Like I said last week, ice climbing is not my favorite variety of climbing to participate in or to follow as a sport. That said, it is winter and there are a few things of note going on in the ice climbing world. Josh Wharton and Dawn Glanc won their respective divisions at this past weekend’s Mixed Climbing competition at the Ouray Ice Festival. Wharton’s victory comes just months after he broke his back in an accident in Rifle. Elsewhere, the UIAA‘s 2011 Ice Climbing World Cup kicked off in Cheongsong, South Korea marking the first time such a comp was held in Asia. My friend Dan has been living in South Korea for about a year now, and he was generous enough to put together this report from the comp:
Cheongsong, South Korea Ice Climbing World Cup Report by Dan Kopperud
Last weekend marked the start of the UIAA ice climbing season with the first World Cup event in Cheongsong, South Korea. While the mixed/ice comps in Ouray and Canmore dominate the collective consciousness of North American climbers the UIAA events are where the rest of the world looks to for super technical mixed climbing and blazing fast ice speed climbing.
This was the first time a UIAA World Cup ice climbing event was held in Asia, and Korea made sure to show the rest of the world that they are to be taken seriously. The event was held in the sleepy town of Cheongsong, which is in the midst of transforming itself into a winter sports mecca. The comp was situated in front of a gorgeous backdrop of manmade ice and hard natural mixed lines in the Cheongsong City ice park. While it was a beautiful setting, it only highlighted the contrived nature of the direction that the sport is heading: none of the natural ice or rock was touched save for the dozens of first time climbers trying out demo gear on WI3 toproped routes. The World Cup routes were built onto a freestanding metal structure comprised of plywood, plastic and the now ubiquitous suspended ice barrel; none of which occur on any natural route. This event can be held in any stadium that gets cold enough to maintain ice (are you listening Olympic committee?) and weather conditions no longer need to be a factor.
Despite these shortcomings (to a purist at least), the finals were spectacular to say the least, and if ice climbing has any chance of becoming a sanctioned Olympic sport this is the path to its legitimization. The speed climbing was dominated by the Russians who seemed to be bred and trained since birth for sprinting 20m of vertical ice in a secret program that brings to mind Ivan Drago in Rocky IV. Russian men and women hogged the podiums with Maxim Tomilov and Irina Bagaeva each taking first. This event is rather pointless as the actual height of the ice can vary between 18-25m at an official event, and there is no one official best or even world record time to beat that people can talk about like they do with 100m Olympic sprinting. Despite these criticisms, it is a fun event to watch and will surely make ice climbing a more palatable spectator sport to the uninitiated.
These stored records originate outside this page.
//! Immutable piecewise cubic curves produced by a fit.

use serde::Serialize;

use super::{Method, linspace};
use crate::error::{Error, Result};

/// One cubic piece `f(t) = a + b·t + c·t² + d·t³` with `t = x - x_i`.
#[derive(Debug, Clone, Copy, PartialEq, Serialize)]
pub struct CubicSegment {
    /// Constant coefficient (value at the left knot).
    pub a: f64,
    /// Linear coefficient (slope at the left knot).
    pub b: f64,
    /// Quadratic coefficient.
    pub c: f64,
    /// Cubic coefficient.
    pub d: f64,
}

impl CubicSegment {
    /// Value at local offset `t`.
    #[must_use]
    pub fn value(&self, t: f64) -> f64 {
        self.a + t * (self.b + t * (self.c + t * self.d))
    }

    /// First derivative at local offset `t`.
    #[must_use]
    pub fn slope(&self, t: f64) -> f64 {
        self.b + t * (2.0 * self.c + t * 3.0 * self.d)
    }

    /// Antiderivative `a·t + b·t²/2 + c·t³/3 + d·t⁴/4`, zero at `t = 0`.
    #[must_use]
    pub fn antiderivative(&self, t: f64) -> f64 {
        t * (self.a + t * (self.b / 2.0 + t * (self.c / 3.0 + t * self.d / 4.0)))
    }
}

/// Piecewise cubic over sorted breakpoints.
///
/// Segment `i` is valid on `[x_i, x_{i+1})`; the last segment also owns the
/// right end of the domain. A curve is never modified once fitted.
#[derive(Debug, Clone, PartialEq, Serialize)]
pub struct PiecewiseCurve {
    method: Method,
    breakpoints: Vec<f64>,
    segments: Vec<CubicSegment>,
}

impl PiecewiseCurve {
    pub(super) fn from_parts(
        method: Method,
        breakpoints: Vec<f64>,
        segments: Vec<CubicSegment>,
    ) -> Self {
        debug_assert_eq!(breakpoints.len(), segments.len() + 1);
        Self {
            method,
            breakpoints,
            segments,
        }
    }

    /// Method this curve was fitted with.
    #[must_use]
    pub fn method(&self) -> Method {
        self.method
    }

    /// Sorted knot positions.
    #[must_use]
    pub fn breakpoints(&self) -> &[f64] {
        &self.breakpoints
    }

    /// Segment coefficients, indexed by interval.
    #[must_use]
    pub fn segments(&self) -> &[CubicSegment] {
        &self.segments
    }

    /// Number of segments.
    #[must_use]
    pub fn len(&self) -> usize {
        self.segments.len()
    }

    /// Always `false`: a fitted curve has at least one segment.
    #[must_use]
    pub fn is_empty(&self) -> bool {
        self.segments.is_empty()
    }

    /// `(x_min, x_max)` of the fitted data.
    #[must_use]
    pub fn domain(&self) -> (f64, f64) {
        (self.breakpoints[0], self.breakpoints[self.breakpoints.len() - 1])
    }

    /// Evaluate the curve at `x`.
    ///
    /// Fails with [`Error::OutOfDomain`] outside `[x_min, x_max]`.
    pub fn evaluate(&self, x: f64) -> Result<f64> {
        self.check_range(x, x)?;
        let i = self.segment_index(x);
        Ok(self.segments[i].value(x - self.breakpoints[i]))
    }

    /// First derivative at `x`, same domain rule as [`evaluate`](Self::evaluate).
    pub fn derivative(&self, x: f64) -> Result<f64> {
        self.check_range(x, x)?;
        let i = self.segment_index(x);
        Ok(self.segments[i].slope(x - self.breakpoints[i]))
    }

    /// Definite integral over `[low, high]` in closed form.
    ///
    /// Requires `low <= high` with both bounds inside the domain.
    pub fn integrate(&self, low: f64, high: f64) -> Result<f64> {
        self.check_range(low, high)?;

        let mut total = 0.0;
        let mut i = self.segment_index(low);
        while i < self.segments.len() && self.breakpoints[i] < high {
            let origin = self.breakpoints[i];
            let from = low.max(origin);
            let to = high.min(self.breakpoints[i + 1]);
            let segment = &self.segments[i];
            total += segment.antiderivative(to - origin) - segment.antiderivative(from - origin);
            i += 1;
        }
        Ok(total)
    }

    /// `n` evenly spaced `(x, f(x))` pairs over the whole domain.
    pub fn sample(&self, n: usize) -> Result<Vec<(f64, f64)>> {
        let (min, max) = self.domain();
        self.sample_range(min, max, n)
    }

    /// `n` evenly spaced `(x, f(x))` pairs over `[low, high]`.
    pub fn sample_range(&self, low: f64, high: f64, n: usize) -> Result<Vec<(f64, f64)>> {
        if n < 2 {
            return Err(Error::degenerate(
                "sample",
                format!("at least 2 samples are required, got {n}"),
            ));
        }
        self.check_range(low, high)?;
        linspace(low, high, n)
            .into_iter()
            .map(|x| Ok((x, self.evaluate(x)?)))
            .collect()
    }

    fn check_range(&self, low: f64, high: f64) -> Result<()> {
        let (min, max) = self.domain();
        // Written so that NaN bounds fail too.
        let inside = low >= min && high <= max && low <= high;
        if inside {
            Ok(())
        } else {
            Err(Error::OutOfDomain {
                low,
                high,
                min,
                max,
            })
        }
    }

    fn segment_index(&self, x: f64) -> usize {
        self.breakpoints
            .partition_point(|&b| b <= x)
            .saturating_sub(1)
            .min(self.segments.len() - 1)
    }
}

#[cfg(test)]
mod tests {
    use super::*;

    fn parabola() -> PiecewiseCurve {
        // y = x² on [0, 2] split at 1: exact in cubic form.
        PiecewiseCurve::from_parts(
            Method::Cubic,
            vec![0.0, 1.0, 2.0],
            vec![
                CubicSegment { a: 0.0, b: 0.0, c: 1.0, d: 0.0 },
                CubicSegment { a: 1.0, b: 2.0, c: 1.0, d: 0.0 },
            ],
        )
    }

    #[test]
    fn test_segment_value_and_antiderivative() {
        let seg = CubicSegment { a: 1.0, b: 2.0, c: 3.0, d: 4.0 };
        assert_eq!(seg.value(0.0), 1.0);
        assert_eq!(seg.value(1.0), 10.0);
        assert_eq!(seg.slope(1.0), 2.0 + 6.0 + 12.0);
        // 1 + 1 + 1 + 1
        assert!((seg.antiderivative(1.0) - 4.0).abs() < 1e-12);
    }

    #[test]
    fn test_evaluate_locates_segment() {
        let curve = parabola();
        assert_eq!(curve.evaluate(0.0).unwrap(), 0.0);
        assert!((curve.evaluate(0.5).unwrap() - 0.25).abs() < 1e-12);
        assert!((curve.evaluate(1.0).unwrap() - 1.0).abs() < 1e-12);
        assert!((curve.evaluate(1.5).unwrap() - 2.25).abs() < 1e-12);
        assert!((curve.evaluate(2.0).unwrap() - 4.0).abs() < 1e-12);
        assert!((curve.derivative(1.5).unwrap() - 3.0).abs() < 1e-12);
    }

    #[test]
    fn test_evaluate_out_of_domain() {
        let curve = parabola();
        assert!(matches!(curve.evaluate(-0.01), Err(Error::OutOfDomain { .. })));
        assert!(matches!(curve.evaluate(2.01), Err(Error::OutOfDomain { .. })));
        assert!(matches!(curve.evaluate(f64::NAN), Err(Error::OutOfDomain { .. })));
    }

    #[test]
    fn test_integrate_closed_form() {
        let curve = parabola();
        // ∫₀² x² dx = 8/3
        assert!((curve.integrate(0.0, 2.0).unwrap() - 8.0 / 3.0).abs() < 1e-12);
        // ∫₀.₅^1.5 x² dx = (3.375 - 0.125) / 3
        assert!((curve.integrate(0.5, 1.5).unwrap() - 3.25 / 3.0).abs() < 1e-12);
        assert_eq!(curve.integrate(1.2, 1.2).unwrap(), 0.0);
    }

    #[test]
    fn test_integrate_is_additive() {
        let curve = parabola();
        let (a, b, c) = (0.3, 1.1, 1.9);
        let whole = curve.integrate(a, c).unwrap();
        let split = curve.integrate(a, b).unwrap() + curve.integrate(b, c).unwrap();
        assert!((whole - split).abs() < 1e-12);
    }

    #[test]
    fn test_integrate_rejects_bad_bounds() {
        let curve = parabola();
        assert!(matches!(curve.integrate(1.5, 0.5), Err(Error::OutOfDomain { .. })));
        assert!(matches!(curve.integrate(-1.0, 1.0), Err(Error::OutOfDomain { .. })));
        assert!(matches!(curve.integrate(0.0, 2.5), Err(Error::OutOfDomain { .. })));
    }

    #[test]
    fn test_sample_covers_domain() {
        let curve = parabola();
        let samples = curve.sample(5).unwrap();
        assert_eq!(samples.len(), 5);
        assert_eq!(samples[0], (0.0, 0.0));
        assert_eq!(samples[4].0, 2.0);
        assert!((samples[2].1 - 1.0).abs() < 1e-12);
        assert!(curve.sample(1).is_err());
    }
}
The difficulty portion had a more equal-opportunity and international feel to it as climbers from the whole Northern hemisphere were able to compete on a level playing field. Korean climbers Park Hee- Yong (men) and Shin Woon-Sheon (women) each placed second, furthering Asia’s image as an emerging climbing powerhouse. Last year’s winner and this year’s favorite, the Austrian Markus Bendler, narrowly edged out Park for first place while Russian newcomer Maria Tolokonina took top honors for the women.
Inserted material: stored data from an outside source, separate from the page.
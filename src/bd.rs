//! Bjøntegaard-Delta rate and PSNR.
//!
//! Both metrics compare an anchor and a test RD curve by the average gap
//! between their fitted curves over the range the two curves share.
//!
//! - **BD-PSNR** fits distortion as a function of `log10(rate)` and reports
//!   the mean vertical distance `test − anchor` over the common log-rate
//!   range, in distortion units. Positive means the test curve has higher
//!   quality at equal rate.
//! - **BD-Rate** fits `log10(rate)` as a function of distortion and averages
//!   the horizontal distance over the common distortion range. A constant
//!   offset in log-rate is a constant rate ratio, so the result is reported
//!   as `(10^Δ − 1) × 100` percent. Negative means the test curve needs less
//!   rate for equal quality.
//!
//! Each computation is independent and owns its fitted curves; nothing is
//! cached between calls.

use serde::{Deserialize, Serialize};

use crate::error::{Error, Result};
use crate::interpolation::{Method, PiecewiseCurve};
use crate::rd::RdCurve;

/// Which Bjøntegaard-Delta metric to compute.
#[derive(Debug, Clone, Copy, PartialEq, Eq, Hash, Serialize, Deserialize)]
#[serde(rename_all = "kebab-case")]
pub enum BdMetric {
    /// Average rate difference in percent at equal distortion.
    Rate,
    /// Average distortion difference at equal rate.
    Psnr,
}

impl BdMetric {
    /// Short label for reports.
    #[must_use]
    pub fn label(&self) -> &'static str {
        match self {
            Self::Rate => "BD-Rate",
            Self::Psnr => "BD-PSNR",
        }
    }
}

/// Options for a BD computation.
#[derive(Debug, Clone, Serialize, Deserialize)]
#[serde(default)]
pub struct BdOptions {
    /// Interpolation method (default: PCHIP).
    pub method: Method,
    /// Require anchor and test to have the same number of points (default: true).
    pub require_matching_points: bool,
    /// Keep the fitted curves in [`BdResult::curves`] (default: false).
    pub return_curves: bool,
    /// Warn when the overlap covers less than this fraction of the combined
    /// range of both curves (default: 0.0, never warn).
    pub min_overlap: f64,
}

impl Default for BdOptions {
    fn default() -> Self {
        Self {
            method: Method::Pchip,
            require_matching_points: true,
            return_curves: false,
            min_overlap: 0.0,
        }
    }
}

impl BdOptions {
    /// Sets the interpolation method.
    #[must_use]
    pub fn with_method(mut self, method: Method) -> Self {
        self.method = method;
        self
    }

    /// Sets whether anchor and test must have equal point counts.
    #[must_use]
    pub fn with_require_matching_points(mut self, require: bool) -> Self {
        self.require_matching_points = require;
        self
    }

    /// Sets whether fitted curves are returned with the result.
    #[must_use]
    pub fn with_return_curves(mut self, return_curves: bool) -> Self {
        self.return_curves = return_curves;
        self
    }

    /// Sets the overlap fraction below which a warning is emitted.
    #[must_use]
    pub fn with_min_overlap(mut self, min_overlap: f64) -> Self {
        self.min_overlap = min_overlap.clamp(0.0, 1.0);
        self
    }
}

/// A closed interval on a fitting axis.
#[derive(Debug, Clone, Copy, PartialEq, Serialize, Deserialize)]
pub struct Domain {
    /// Lower end.
    pub min: f64,
    /// Upper end.
    pub max: f64,
}

impl Domain {
    /// Domain of a fitted curve.
    #[must_use]
    pub fn of(curve: &PiecewiseCurve) -> Self {
        let (min, max) = curve.domain();
        Self { min, max }
    }

    /// Width of the interval.
    #[must_use]
    pub fn width(&self) -> f64 {
        self.max - self.min
    }

    /// Common part of two domains, `None` unless it is wider than a point.
    #[must_use]
    pub fn intersection(&self, other: &Self) -> Option<Self> {
        let min = self.min.max(other.min);
        let max = self.max.min(other.max);
        (max > min).then_some(Self { min, max })
    }

    /// Smallest domain containing both.
    #[must_use]
    pub fn hull(&self, other: &Self) -> Self {
        Self {
            min: self.min.min(other.min),
            max: self.max.max(other.max),
        }
    }
}

/// Anchor and test curves fitted for one metric.
#[derive(Debug, Clone, Serialize)]
pub struct FittedPair {
    /// Curve fitted to the anchor points.
    pub anchor: PiecewiseCurve,
    /// Curve fitted to the test points.
    pub test: PiecewiseCurve,
}

/// Outcome of a BD computation.
#[derive(Debug, Clone, Serialize)]
pub struct BdResult {
    /// Metric that was computed.
    pub metric: BdMetric,
    /// Interpolation method used.
    pub method: Method,
    /// BD-Rate in percent or BD-PSNR in distortion units.
    pub value: f64,
    /// Integration interval on the fitting axis.
    pub overlap: Domain,
    /// Overlap width divided by the width of the combined range.
    pub overlap_fraction: f64,
    /// Fitted curves, present when [`BdOptions::return_curves`] is set.
    pub curves: Option<FittedPair>,
}

/// Computes BD metrics between validated RD curves.
#[derive(Debug, Clone, Default)]
pub struct BdEngine {
    options: BdOptions,
}

impl BdEngine {
    /// Create an engine with the given options.
    #[must_use]
    pub fn new(options: BdOptions) -> Self {
        Self { options }
    }

    /// Options this engine was built with.
    #[must_use]
    pub fn options(&self) -> &BdOptions {
        &self.options
    }

    /// BD-Rate in percent.
    pub fn bd_rate(&self, anchor: &RdCurve, test: &RdCurve) -> Result<f64> {
        self.compute(anchor, test, BdMetric::Rate).map(|r| r.value)
    }

    /// BD-PSNR in distortion units.
    pub fn bd_psnr(&self, anchor: &RdCurve, test: &RdCurve) -> Result<f64> {
        self.compute(anchor, test, BdMetric::Psnr).map(|r| r.value)
    }

    /// Fit both curves, integrate over their overlap and derive `metric`.
    pub fn compute(&self, anchor: &RdCurve, test: &RdCurve, metric: BdMetric) -> Result<BdResult> {
        if self.options.require_matching_points && anchor.len() != test.len() {
            return Err(Error::PointCountMismatch {
                anchor: anchor.len(),
                test: test.len(),
            });
        }

        let method = self.options.method;
        let f_anchor = fit_for_metric(anchor, metric, method, "anchor")?;
        let f_test = fit_for_metric(test, metric, method, "test")?;

        let (overlap, overlap_fraction) = overlap(&f_anchor, &f_test)?;
        if overlap_fraction < self.options.min_overlap {
            tracing::warn!(
                overlap = overlap_fraction * 100.0,
                min_overlap = self.options.min_overlap * 100.0,
                "insufficient curve overlap"
            );
        }

        let integrated_anchor = f_anchor.integrate(overlap.min, overlap.max)?;
        let integrated_test = f_test.integrate(overlap.min, overlap.max)?;
        let avg = (integrated_test - integrated_anchor) / overlap.width();

        let value = match metric {
            BdMetric::Psnr => avg,
            BdMetric::Rate => (10_f64.powf(avg) - 1.0) * 100.0,
        };
        tracing::debug!(
            metric = metric.label(),
            method = method.name(),
            value,
            overlap_min = overlap.min,
            overlap_max = overlap.max,
            "computed BD metric"
        );

        let curves = self.options.return_curves.then(|| FittedPair {
            anchor: f_anchor,
            test: f_test,
        });
        Ok(BdResult {
            metric,
            method,
            value,
            overlap,
            overlap_fraction,
            curves,
        })
    }
}

/// Fit `curve` on the axis orientation `metric` integrates over.
pub(crate) fn fit_for_metric(
    curve: &RdCurve,
    metric: BdMetric,
    method: Method,
    label: &str,
) -> Result<PiecewiseCurve> {
    let (xs, ys) = match metric {
        BdMetric::Psnr => curve.log_rate_knots(),
        BdMetric::Rate => {
            if !curve.is_monotone() {
                tracing::warn!(curve = label, "distortion is not monotone in rate");
            }
            curve.distortion_knots(label)?
        }
    };
    method.fit(&xs, &ys)
}

/// Overlap of two fitted curves and its share of their combined range.
pub(crate) fn overlap(anchor: &PiecewiseCurve, test: &PiecewiseCurve) -> Result<(Domain, f64)> {
    let a = Domain::of(anchor);
    let t = Domain::of(test);
    let common = a.intersection(&t).ok_or(Error::NoOverlap {
        anchor: (a.min, a.max),
        test: (t.min, t.max),
    })?;
    Ok((common, common.width() / a.hull(&t).width()))
}

/// Validate point counts before any sorting or fitting.
fn check_points(
    rate_anchor: &[f64],
    dist_anchor: &[f64],
    rate_test: &[f64],
    dist_test: &[f64],
    require_matching_points: bool,
) -> Result<()> {
    for (label, rates, dists) in [
        ("anchor", rate_anchor, dist_anchor),
        ("test", rate_test, dist_test),
    ] {
        if rates.len() != dists.len() {
            return Err(Error::LengthMismatch {
                curve: label.to_string(),
                rates: rates.len(),
                distortions: dists.len(),
            });
        }
        if rates.len() < 2 {
            return Err(Error::degenerate(
                label,
                format!("at least 2 RD points are required, got {}", rates.len()),
            ));
        }
    }
    if require_matching_points && rate_anchor.len() != rate_test.len() {
        return Err(Error::PointCountMismatch {
            anchor: rate_anchor.len(),
            test: rate_test.len(),
        });
    }
    Ok(())
}

/// Compute `metric` from raw rate/distortion sequences.
///
/// Honours every field of `options`, including [`BdOptions::return_curves`].
pub fn bd_delta(
    rate_anchor: &[f64],
    dist_anchor: &[f64],
    rate_test: &[f64],
    dist_test: &[f64],
    metric: BdMetric,
    options: &BdOptions,
) -> Result<BdResult> {
    check_points(
        rate_anchor,
        dist_anchor,
        rate_test,
        dist_test,
        options.require_matching_points,
    )?;
    let anchor = RdCurve::from_slices("anchor", rate_anchor, dist_anchor)?;
    let test = RdCurve::from_slices("test", rate_test, dist_test)?;
    BdEngine::new(options.clone()).compute(&anchor, &test, metric)
}

/// Bjøntegaard-Delta rate in percent.
///
/// # Example
///
/// ```
/// use bd_metrics::{BdOptions, Method, bd_rate};
///
/// let rate_anchor = [9487.76, 4593.60, 2486.44, 1358.24];
/// let psnr_anchor = [40.037, 38.615, 36.845, 34.851];
/// let rate_test = [9787.80, 4469.00, 2451.52, 1356.24];
/// let psnr_test = [40.121, 38.651, 36.970, 34.987];
///
/// let options = BdOptions::default().with_method(Method::Akima);
/// let rate = bd_rate(&rate_anchor, &psnr_anchor, &rate_test, &psnr_test, &options).unwrap();
/// assert!(rate.is_finite() && rate.abs() < 20.0);
/// ```
pub fn bd_rate(
    rate_anchor: &[f64],
    dist_anchor: &[f64],
    rate_test: &[f64],
    dist_test: &[f64],
    options: &BdOptions,
) -> Result<f64> {
    bd_delta(rate_anchor, dist_anchor, rate_test, dist_test, BdMetric::Rate, options)
        .map(|r| r.value)
}

/// Bjøntegaard-Delta PSNR in distortion units.
///
/// # Example
///
/// ```
/// use bd_metrics::{BdOptions, bd_psnr};
///
/// let rate = [1000.0, 2000.0, 4000.0, 8000.0];
/// let anchor = [30.0, 33.0, 36.0, 39.0];
/// let test = [30.5, 33.5, 36.5, 39.5];
///
/// let psnr = bd_psnr(&rate, &anchor, &rate, &test, &BdOptions::default()).unwrap();
/// assert!((psnr - 0.5).abs() < 1e-9);
/// ```
pub fn bd_psnr(
    rate_anchor: &[f64],
    dist_anchor: &[f64],
    rate_test: &[f64],
    dist_test: &[f64],
    options: &BdOptions,
) -> Result<f64> {
    bd_delta(rate_anchor, dist_anchor, rate_test, dist_test, BdMetric::Psnr, options)
        .map(|r| r.value)
}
While an event like this would be entertaining to watch, the emaciated speed climbers and purely gymnastic mixed climbers would seem strange and out of place in North America. There is a growing rift between American mixed climbing and the rest of the world which is akin to Europe’s sport climbing dominance in the 1980’s. Hopefully America will embrace this style of competition and work on becoming a regular host of a World Cup event in the future. Despite competition mixed climbing’s inherent deviation of actual rock climbing by competing on artificial structures, the ultimate outcome will likely be the same as the effect it had on sport climbing: the boundaries of what is possible will be pushed and new, hard routes will go up in places that really matter: real rock and in the mountains.